### WHAT THIS TASK INVOLVES
Return, from the lines below, each one that includes the word "holds".

·····

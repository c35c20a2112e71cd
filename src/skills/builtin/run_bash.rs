//! Builtin skill: run a shell command with a timeout and output cap.

use std::sync::Arc;

use async_trait::async_trait;
use serde_json::{json, Value};

use crate::sandbox::{ExecutionOutcome, ShellRunner};
use crate::skills::{Skill, SkillContext};

pub struct RunBashSkill {
    shell: Arc<ShellRunner>,
    description: String,
}

impl RunBashSkill {
    pub fn new(shell: Arc<ShellRunner>) -> Self {
        let description = format!(
            "Execute a bash command and return the output.\n\n\
             Use this to:\n\
             - Run shell commands (ls, cat, grep, etc.)\n\
             - Execute build tools (npm, pip, make, etc.)\n\
             - Run tests (pytest, npm test, etc.)\n\
             - Git operations (git status, git diff, etc.)\n\n\
             The command runs with a {} second timeout.",
            shell.limits().timeout.as_secs()
        );
        Self { shell, description }
    }
}

fn render(outcome: &ExecutionOutcome) -> String {
    match outcome {
        ExecutionOutcome::Completed {
            exit_code: 0,
            output,
        } => {
            if output.is_empty() {
                "(command completed with no output)".to_string()
            } else {
                output.clone()
            }
        }
        ExecutionOutcome::Completed { exit_code, output } => {
            format!("Command failed (exit code {exit_code}):\n{output}")
        }
        ExecutionOutcome::TimedOut { after } => format!(
            "Error: Command timed out after {} seconds",
            after.as_secs()
        ),
        ExecutionOutcome::ExecutionError(message) => {
            format!("Error executing command: {message}")
        }
    }
}

#[async_trait]
impl Skill for RunBashSkill {
    fn name(&self) -> &str {
        "run_bash"
    }

    fn description(&self) -> &str {
        &self.description
    }

    fn parameters_schema(&self) -> Value {
        json!({
            "type": "object",
            "properties": {
                "command": {
                    "type": "string",
                    "description": "The bash command to execute"
                }
            },
            "required": ["command"]
        })
    }

    fn capabilities(&self) -> Vec<String> {
        vec!["process:shell:unrestricted".to_string()]
    }

    async fn execute(&self, params: Value, _context: &SkillContext) -> anyhow::Result<String> {
        let command = params["command"]
            .as_str()
            .ok_or_else(|| anyhow::anyhow!("Missing required parameter: command"))?;

        let outcome = self.shell.run(command).await;
        Ok(render(&outcome))
    }
}
//! Validated, process-isolated code execution for LLM agents.
//!
//! The [`sandbox`] module holds the security boundary: a static
//! validator that inspects Python source before anything runs, and an
//! executor that runs approved source in a scrubbed child process under
//! a timeout and an output cap. The [`skills`] module exposes it (plus a
//! few plain file tools) as named tools a model can call.

pub mod config;
pub mod sandbox;
pub mod skills;
//! Builtin skill: run model-written Python through the sandbox.
//!
//! The source goes through the validator and the isolated executor;
//! the outcome is rendered as text for the tool result.

use std::sync::Arc;

use async_trait::async_trait;
use serde_json::{json, Value};

use crate::sandbox::{ExecutionOutcome, Executor};
use crate::skills::{Skill, SkillContext};

pub struct RunPythonSkill {
    executor: Arc<Executor>,
    description: String,
}

impl RunPythonSkill {
    pub fn new(executor: Arc<Executor>) -> Self {
        let description = format!(
            "Execute Python code in a sandboxed environment.\n\n\
             Use this to test code, run calculations, or verify implementations.\n\n\
             Restrictions:\n\
             - No file I/O (use read_file/write_file instead)\n\
             - No network access\n\
             - No dangerous imports\n\
             - {} second timeout",
            executor.limits().timeout.as_secs()
        );
        Self {
            executor,
            description,
        }
    }
}

/// Renders an outcome the way the model sees it.
fn render(outcome: &ExecutionOutcome) -> String {
    match outcome {
        ExecutionOutcome::Completed {
            exit_code: 0,
            output,
        } => {
            let output = if output.is_empty() {
                "(no output)"
            } else {
                output.as_str()
            };
            format!("Execution successful:\n{output}")
        }
        ExecutionOutcome::Completed { exit_code, output } => {
            format!("Execution failed:\nExit code {exit_code}:\n{output}")
        }
        ExecutionOutcome::TimedOut { after } => format!(
            "Execution failed:\nExecution timed out after {} seconds",
            after.as_secs()
        ),
        ExecutionOutcome::ExecutionError(message) => format!("Execution failed:\n{message}"),
    }
}

#[async_trait]
impl Skill for RunPythonSkill {
    fn name(&self) -> &str {
        "run_python"
    }

    fn description(&self) -> &str {
        &self.description
    }

    fn parameters_schema(&self) -> Value {
        json!({
            "type": "object",
            "properties": {
                "code": {
                    "type": "string",
                    "description": "Python code to execute"
                }
            },
            "required": ["code"]
        })
    }

    fn capabilities(&self) -> Vec<String> {
        vec!["process:python:sandboxed".to_string()]
    }

    async fn execute(&self, params: Value, _context: &SkillContext) -> anyhow::Result<String> {
        let code = params["code"]
            .as_str()
            .ok_or_else(|| anyhow::anyhow!("Missing required parameter: code"))?;

        let outcome = self.executor.run(code).await;
        Ok(render(&outcome))
    }
}

#[cfg(test)]
mod tests {
    use super::*;
    use crate::config::SandboxConfig;
    use std::time::Duration;

    fn skill(scratch: &std::path::Path) -> RunPythonSkill {
        let config = SandboxConfig {
            home_dir: scratch.to_path_buf(),
            scratch_dir: scratch.to_path_buf(),
            ..SandboxConfig::default()
        };
        RunPythonSkill::new(Arc::new(Executor::from_config(&config).unwrap()))
    }

    fn test_context() -> SkillContext {
        SkillContext::new("/tmp")
    }

    // ── Trait method tests ──────────────────────────────

    #[test]
    fn test_name_and_schema() {
        let dir = tempfile::tempdir().unwrap();
        let skill = skill(dir.path());
        assert_eq!(skill.name(), "run_python");
        let schema = skill.parameters_schema();
        assert_eq!(schema["properties"]["code"]["type"], "string");
        assert!(schema["required"].as_array().unwrap().contains(&json!("code")));
    }

    #[test]
    fn test_description_mentions_timeout() {
        let dir = tempfile::tempdir().unwrap();
        assert!(skill(dir.path()).description().contains("10 second timeout"));
    }

    // ── render tests ────────────────────────────────────

    #[test]
    fn test_render_success() {
        let outcome = ExecutionOutcome::Completed {
            exit_code: 0,
            output: "45\n".to_string(),
        };
        assert_eq!(render(&outcome), "Execution successful:\n45\n");
    }

    #[test]
    fn test_render_success_without_output() {
        let outcome = ExecutionOutcome::Completed {
            exit_code: 0,
            output: String::new(),
        };
        assert_eq!(render(&outcome), "Execution successful:\n(no output)");
    }

    #[test]
    fn test_render_nonzero_exit() {
        let outcome = ExecutionOutcome::Completed {
            exit_code: 1,
            output: "Traceback".to_string(),
        };
        assert_eq!(render(&outcome), "Execution failed:\nExit code 1:\nTraceback");
    }

    #[test]
    fn test_render_timeout() {
        let outcome = ExecutionOutcome::TimedOut {
            after: Duration::from_secs(10),
        };
        assert_eq!(
            render(&outcome),
            "Execution failed:\nExecution timed out after 10 seconds"
        );
    }

    // ── Execution tests ─────────────────────────────────

    #[tokio::test]
    async fn test_execute_missing_code() {
        let dir = tempfile::tempdir().unwrap();
        let result = skill(dir.path()).execute(json!({}), &test_context()).await;
        assert!(result.unwrap_err().to_string().contains("code"));
    }

    #[tokio::test]
    async fn test_execute_runs_code() {
        let dir = tempfile::tempdir().unwrap();
        let result = skill(dir.path())
            .execute(json!({"code": "print(sum(range(10)))"}), &test_context())
            .await
            .unwrap();
        assert_eq!(result, "Execution successful:\n45\n");
    }

    #[tokio::test]
    async fn test_execute_blocked_call() {
        let dir = tempfile::tempdir().unwrap();
        let result = skill(dir.path())
            .execute(
                json!({"code": "result = eval('1+1'); print(result)"}),
                &test_context(),
            )
            .await
            .unwrap();
        assert!(result.starts_with("Execution failed:\nCode validation failed:"));
        assert!(result.contains("Blocked function: 'eval()' (line 1)"));
    }
}
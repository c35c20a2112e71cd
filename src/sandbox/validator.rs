//! Static safety validator for model-generated Python.
//!
//! Parses the candidate source with the tree-sitter Python grammar and
//! walks every node, collecting a violation for each denylisted import,
//! bare-name call, or attribute access. Nothing is executed.
//!
//! Known gaps, kept deliberately visible: aliasing (`import math as m`
//! is fine, but `x = print; x(...)` is not tracked), calls through
//! attributes or computed callees, and names built from strings at
//! runtime. Process isolation in the executor is the real backstop.
//!
//! Identifiers are NFKC-normalized before lookup, as the interpreter
//! does, so `ｅval` and `𝐨s` are caught as `eval` and `os`. The grammar
//! also accepts some Python 2 forms (`print "x"`, `exec "x"`, `<>`);
//! those are rejected as syntax errors.

use std::fmt;
use std::sync::Arc;

use tracing::debug;
use tree_sitter::{Node, Parser};
use unicode_normalization::UnicodeNormalization;

use super::denylist::Denylist;

/// Longest snippet quoted in a syntax-error violation.
const MAX_SNIPPET_CHARS: usize = 40;

#[derive(Debug, Clone, Copy, PartialEq, Eq, Hash)]
pub enum ViolationKind {
    BlockedImport,
    BlockedCall,
    BlockedAttribute,
    SyntaxError,
}

impl ViolationKind {
    pub fn as_str(&self) -> &'static str {
        match self {
            ViolationKind::BlockedImport => "blocked-import",
            ViolationKind::BlockedCall => "blocked-call",
            ViolationKind::BlockedAttribute => "blocked-attribute",
            ViolationKind::SyntaxError => "syntax-error",
        }
    }
}

impl fmt::Display for ViolationKind {
    fn fmt(&self, f: &mut fmt::Formatter<'_>) -> fmt::Result {
        f.write_str(self.as_str())
    }
}

/// One reason a source was rejected.
#[derive(Debug, Clone, PartialEq, Eq)]
pub struct Violation {
    pub kind: ViolationKind,
    /// The offending name (module, callable, attribute) or, for syntax
    /// errors, a short snippet of the unparsable text.
    pub name: String,
    pub description: String,
    /// 1-based source line.
    pub line: usize,
}

impl fmt::Display for Violation {
    fn fmt(&self, f: &mut fmt::Formatter<'_>) -> fmt::Result {
        write!(f, "{} (line {})", self.description, self.line)
    }
}

/// Result of [`Validator::check`].
///
/// Only constructed through [`Verdict::from_violations`], so `Rejected`
/// never carries an empty list.
#[derive(Debug, Clone, PartialEq, Eq)]
pub enum Verdict {
    Approved,
    Rejected(Vec<Violation>),
}
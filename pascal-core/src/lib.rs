//! Binomial coefficients for Pascal's triangle shapes.
//!
//! Two interchangeable strategies compute `C(row, col)` behind a single
//! generator facade:
//!
//! - [`TriangleStrategy`]: the additive recurrence with per-pair memoization
//! - [`FactorialStrategy`]: the factorial ratio over a growable factorial
//!   table
//!
//! Each strategy instance owns its cache, so instances never share state.
//! Values are exact up to the `u64` width; running out of range is a
//! reported [`ComputeError`], never a silent wrap.
//!
//! The [`memo`] module holds the generic memoization engine both
//! strategies are built on.
//!
//! # Quick Example
//!
//! ```
//! use pascal_core::{BinomialGenerator, StrategyKind};
//!
//! let generator = BinomialGenerator::new(StrategyKind::Factorial);
//! let row: Result<Vec<u64>, _> = (0..=4).map(|col| generator.coefficient(4, col)).collect();
//! assert_eq!(row.unwrap(), vec![1, 4, 6, 4, 1]);
//! ```

mod binomial;
mod error;
mod factorial;
mod generator;
pub mod memo;

pub use binomial::{BinomialStrategy, FactorialStrategy, TriangleStrategy};
pub use error::ComputeError;
pub use factorial::FactorialCalculator;
pub use generator::{BinomialGenerator, StrategyKind};
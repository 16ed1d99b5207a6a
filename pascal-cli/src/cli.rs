//! CLI argument parsing using clap

use clap::{Parser, ValueEnum};
use pascal_core::StrategyKind;

/// Shape to render
#[derive(Debug, Clone, Copy, ValueEnum, PartialEq, Eq)]
pub enum Shape {
    /// Pascal's triangle, rows top-down
    Triangle,
    /// Diamond silhouette: ascending rows, then the same rows descending
    Diamond,
}

/// Coefficient strategy selection
#[derive(Debug, Clone, Copy, Default, ValueEnum, PartialEq, Eq)]
pub enum Strategy {
    /// Additive recurrence with per-pair memoization (default)
    #[default]
    Triangle,
    /// Factorial ratio over a growable factorial table
    Factorial,
}

impl From<Strategy> for StrategyKind {
    fn from(strategy: Strategy) -> Self {
        match strategy {
            Strategy::Triangle => StrategyKind::Triangle,
            Strategy::Factorial => StrategyKind::Factorial,
        }
    }
}

/// Pascal's triangle and diamond printer
#[derive(Parser, Debug)]
#[command(name = "pascal", about = "Print Pascal's triangle and diamond shapes", version)]
pub struct Args {
    /// Shape to print (prints the classic demo sequence if omitted)
    #[arg(short, long, value_enum)]
    pub shape: Option<Shape>,

    /// Coefficient strategy
    #[arg(long, value_enum, default_value = "triangle")]
    pub strategy: Strategy,

    /// Number of rows (defaults to 10 for the triangle, 13 for the diamond)
    #[arg(short, long)]
    pub rows: Option<u32>,

    /// Half-width each line is centered against (defaults to 15 / 25)
    #[arg(long)]
    pub half_width: Option<usize>,
}
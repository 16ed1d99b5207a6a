//! Iterative memoization cache.

use std::cell::RefCell;
use std::marker::PhantomData;

use super::recurrence::Recurrence;
use super::store::MemoStore;

/// A lazy memoization cache over a [`Recurrence`].
///
/// Dependencies are resolved with an explicit work stack rather than
/// recursion, in depth-first order, so arbitrarily deep dependency chains
/// do not grow the call stack. Each index is computed at most once per
/// cache lifetime and a stored value is never replaced. A failed
/// computation leaves the cache without an entry for the failing index.
///
/// # Warning
///
/// There is no cycle detection. Dependencies must form a DAG; a cyclic
/// recurrence loops forever.
///
/// # Example
///
/// ```
/// use pascal_core::memo::{DenseStore, MemoCache, Recurrence};
/// use std::convert::Infallible;
///
/// struct Triangular;
///
/// impl Recurrence<usize, u64> for Triangular {
///     type Error = Infallible;
///
///     fn deps(&self, n: &usize) -> Vec<usize> {
///         if *n == 0 { vec![] } else { vec![n - 1] }
///     }
///
///     fn compute(&self, n: &usize, deps: Vec<u64>) -> Result<u64, Infallible> {
///         Ok(if *n == 0 { 0 } else { *n as u64 + deps[0] })
///     }
/// }
///
/// let cache = MemoCache::new(DenseStore::new(), Triangular);
/// assert_eq!(cache.get(&4).unwrap(), 10);
/// ```
pub struct MemoCache<I, K, S, R>
where
    S: MemoStore<I, K>,
    R: Recurrence<I, K>,
{
    store: RefCell<S>,
    rule: R,
    _marker: PhantomData<(I, K)>,
}

impl<I, K, S, R> MemoCache<I, K, S, R>
where
    I: Clone,
    K: Clone,
    S: MemoStore<I, K>,
    R: Recurrence<I, K>,
{
    /// Creates a cache from a storage backend and a recurrence.
    pub fn new(store: S, rule: R) -> Self {
        Self {
            store: RefCell::new(store),
            rule,
            _marker: PhantomData,
        }
    }

    /// Returns the value for the index, computing it and any missing
    /// dependencies first.
    pub fn get(&self, index: &I) -> Result<K, R::Error> {
        if let Some(value) = self.store.borrow().get(index) {
            return Ok(value.clone());
        }

        let mut pending = vec![index.clone()];
        while let Some(top) = pending.last().cloned() {
            if self.store.borrow().get(&top).is_some() {
                pending.pop();
                continue;
            }

            let deps = self.rule.deps(&top);
            let mut resolved = Vec::with_capacity(deps.len());
            let mut missing = Vec::new();
            {
                let store = self.store.borrow();
                for dep in &deps {
                    match store.get(dep) {
                        Some(value) => resolved.push(value.clone()),
                        None => missing.push(dep.clone()),
                    }
                }
            }

            if missing.is_empty() {
                let value = self.rule.compute(&top, resolved)?;
                self.store.borrow_mut().get_or_insert(top, || value);
                pending.pop();
            } else {
                // The first listed dependency must come off the stack first.
                missing.reverse();
                pending.append(&mut missing);
            }
        }

        let store = self.store.borrow();
        let value = store.get(index).expect("work loop resolves the root index");
        Ok(value.clone())
    }
}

·····

### RESULT OF THE EXERCISE
//! The [`sandbox`] module holds the security boundary: a static
//! The [`memo`] module holds the generic memoization engine both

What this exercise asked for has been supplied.